//! Least-squares cubic Bezier fitting of ordered point lists.
//!
//! Tangent-constrained fitting with chord-length parameterisation, Newton
//! reparameterisation, and recursive splitting at the point of largest error.

use ink_core::GeometryError;
use ink_math::{Point2, Vector2};
use nalgebra::{Matrix2, Vector2 as NVector2};

use super::{CubicBezier, ParametricCurve};
use crate::GeometryResult;

/// Newton passes attempted before a segment is split.
const MAX_REPARAMETERISATIONS: usize = 4;

/// Errors within this multiple of the target are worth reparameterising.
const REPARAMETERISE_FACTOR: f64 = 4.0;

/// Fit a chain of cubic Bezier segments whose deviation from `points` stays
/// within `fit_error` (px).
///
/// Consecutive duplicates are ignored. Two or three distinct points produce a
/// single segment; fewer than two are a [`GeometryError::DegenerateCurve`].
pub fn fit_cubic_beziers(points: &[Point2], fit_error: f64) -> GeometryResult<Vec<CubicBezier>> {
    let mut distinct: Vec<Point2> = Vec::with_capacity(points.len());
    for &p in points {
        if !p.is_finite() {
            return Err(GeometryError::DegenerateCurve(format!("non-finite point {p}")));
        }
        if distinct.last().map_or(true, |&last| last.distance(p) > 1e-12) {
            distinct.push(p);
        }
    }
    if distinct.len() < 2 {
        return Err(GeometryError::DegenerateCurve(format!(
            "{} distinct point(s)",
            distinct.len()
        )));
    }

    let n = distinct.len();
    let left = unit(distinct[1] - distinct[0]).ok_or_else(zero_tangent)?;
    let right = unit(distinct[n - 2] - distinct[n - 1]).ok_or_else(zero_tangent)?;

    let mut segments = Vec::new();
    if n <= 3 {
        segments.push(fit_single(&distinct, left, right));
    } else {
        fit_recursive(&distinct, left, right, fit_error.max(0.0), &mut segments);
    }
    Ok(segments)
}

fn zero_tangent() -> GeometryError {
    GeometryError::DegenerateCurve("zero-length end tangent".to_string())
}

fn unit(v: Vector2) -> Option<Vector2> {
    let len = v.length();
    (len > 1e-12).then(|| v / len)
}

/// Single segment through the end points without error-driven splitting.
fn fit_single(points: &[Point2], left: Vector2, right: Vector2) -> CubicBezier {
    if points.len() == 2 {
        return heuristic_segment(points, left, right);
    }
    let u = chord_length_parameterise(points);
    generate_bezier(points, &u, left, right)
}

fn fit_recursive(points: &[Point2], left: Vector2, right: Vector2, fit_error: f64, out: &mut Vec<CubicBezier>) {
    if points.len() == 2 {
        out.push(heuristic_segment(points, left, right));
        return;
    }

    let mut u = chord_length_parameterise(points);
    let mut bezier = generate_bezier(points, &u, left, right);
    let (mut max_error, mut split) = compute_max_error(points, &bezier, &u);
    if max_error <= fit_error {
        out.push(bezier);
        return;
    }

    if max_error <= fit_error * REPARAMETERISE_FACTOR {
        for _ in 0..MAX_REPARAMETERISATIONS {
            u = reparameterise(points, &bezier, &u);
            bezier = generate_bezier(points, &u, left, right);
            (max_error, split) = compute_max_error(points, &bezier, &u);
            if max_error <= fit_error {
                out.push(bezier);
                return;
            }
        }
    }

    if split == 0 || split >= points.len() - 1 {
        out.push(bezier);
        return;
    }

    let center = center_tangent(points, split);
    fit_recursive(&points[..=split], left, center, fit_error, out);
    fit_recursive(&points[split..], -center, right, fit_error, out);
}

/// Handles at a third of the chord along the end tangents.
fn heuristic_segment(points: &[Point2], left: Vector2, right: Vector2) -> CubicBezier {
    let first = points[0];
    let last = points[points.len() - 1];
    let dist = first.distance(last) / 3.0;
    CubicBezier::new(first, first + left * dist, last + right * dist, last)
}

fn chord_length_parameterise(points: &[Point2]) -> Vec<f64> {
    let mut u = Vec::with_capacity(points.len());
    u.push(0.0);
    for w in points.windows(2) {
        let prev = u[u.len() - 1];
        u.push(prev + w[0].distance(w[1]));
    }
    let total = u[u.len() - 1];
    if total > 0.0 {
        u.iter_mut().for_each(|v| *v /= total);
    }
    u
}

fn bernstein(t: f64) -> [f64; 4] {
    let mt = 1.0 - t;
    [mt * mt * mt, 3.0 * t * mt * mt, 3.0 * t * t * mt, t * t * t]
}

/// Least-squares handle lengths along the fixed end tangents.
fn generate_bezier(points: &[Point2], u: &[f64], left: Vector2, right: Vector2) -> CubicBezier {
    let first = points[0];
    let last = points[points.len() - 1];

    let mut c = Matrix2::<f64>::zeros();
    let mut x = NVector2::<f64>::zeros();
    for (&p, &t) in points.iter().zip(u) {
        let b = bernstein(t);
        let a0 = left * b[1];
        let a1 = right * b[2];
        c[(0, 0)] += a0.dot(a0);
        c[(0, 1)] += a0.dot(a1);
        c[(1, 1)] += a1.dot(a1);
        let tmp = p - (first * (b[0] + b[1]) + last * (b[2] + b[3]));
        x[0] += a0.dot(tmp);
        x[1] += a1.dot(tmp);
    }
    c[(1, 0)] = c[(0, 1)];

    let seg_length = first.distance(last);
    let epsilon = 1e-6 * seg_length;
    let alpha = c
        .lu()
        .solve(&x)
        .filter(|a| a.iter().all(|v| v.is_finite() && *v >= epsilon));

    match alpha {
        Some(a) => CubicBezier::new(first, first + left * a[0], last + right * a[1], last),
        None => heuristic_segment(points, left, right),
    }
}

/// Largest point-to-curve distance and the index where it occurs.
fn compute_max_error(points: &[Point2], bezier: &CubicBezier, u: &[f64]) -> (f64, usize) {
    let mut split = points.len() / 2;
    let mut max = 0.0;
    for (i, (&p, &t)) in points.iter().zip(u).enumerate().skip(1).take(points.len().saturating_sub(2)) {
        let d = bezier.point_at(t).distance(p);
        if d > max {
            max = d;
            split = i;
        }
    }
    (max, split)
}

/// One Newton-Raphson step per parameter towards the closest curve point.
fn reparameterise(points: &[Point2], bezier: &CubicBezier, u: &[f64]) -> Vec<f64> {
    points
        .iter()
        .zip(u)
        .map(|(&p, &t)| {
            let diff = bezier.point_at(t) - p;
            let d1 = bezier.tangent_at(t);
            let d2 = bezier.second_derivative_at(t);
            let denominator = d1.dot(d1) + diff.dot(d2);
            if denominator.abs() < 1e-12 {
                t
            } else {
                (t - diff.dot(d1) / denominator).clamp(0.0, 1.0)
            }
        })
        .collect()
}

fn center_tangent(points: &[Point2], split: usize) -> Vector2 {
    unit(points[split - 1] - points[split + 1])
        .or_else(|| unit(points[split - 1] - points[split]))
        .unwrap_or_else(|| {
            let chord = points[points.len() - 1] - points[0];
            unit(-chord).unwrap_or(Vector2::X)
        })
}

EXERCISE GOAL: Each line above that contains the word "squares" should be returned.

SOLVED EXERCISE:
//! Least-squares cubic Bezier fitting of ordered point lists.
/// Least-squares handle lengths along the fixed end tangents.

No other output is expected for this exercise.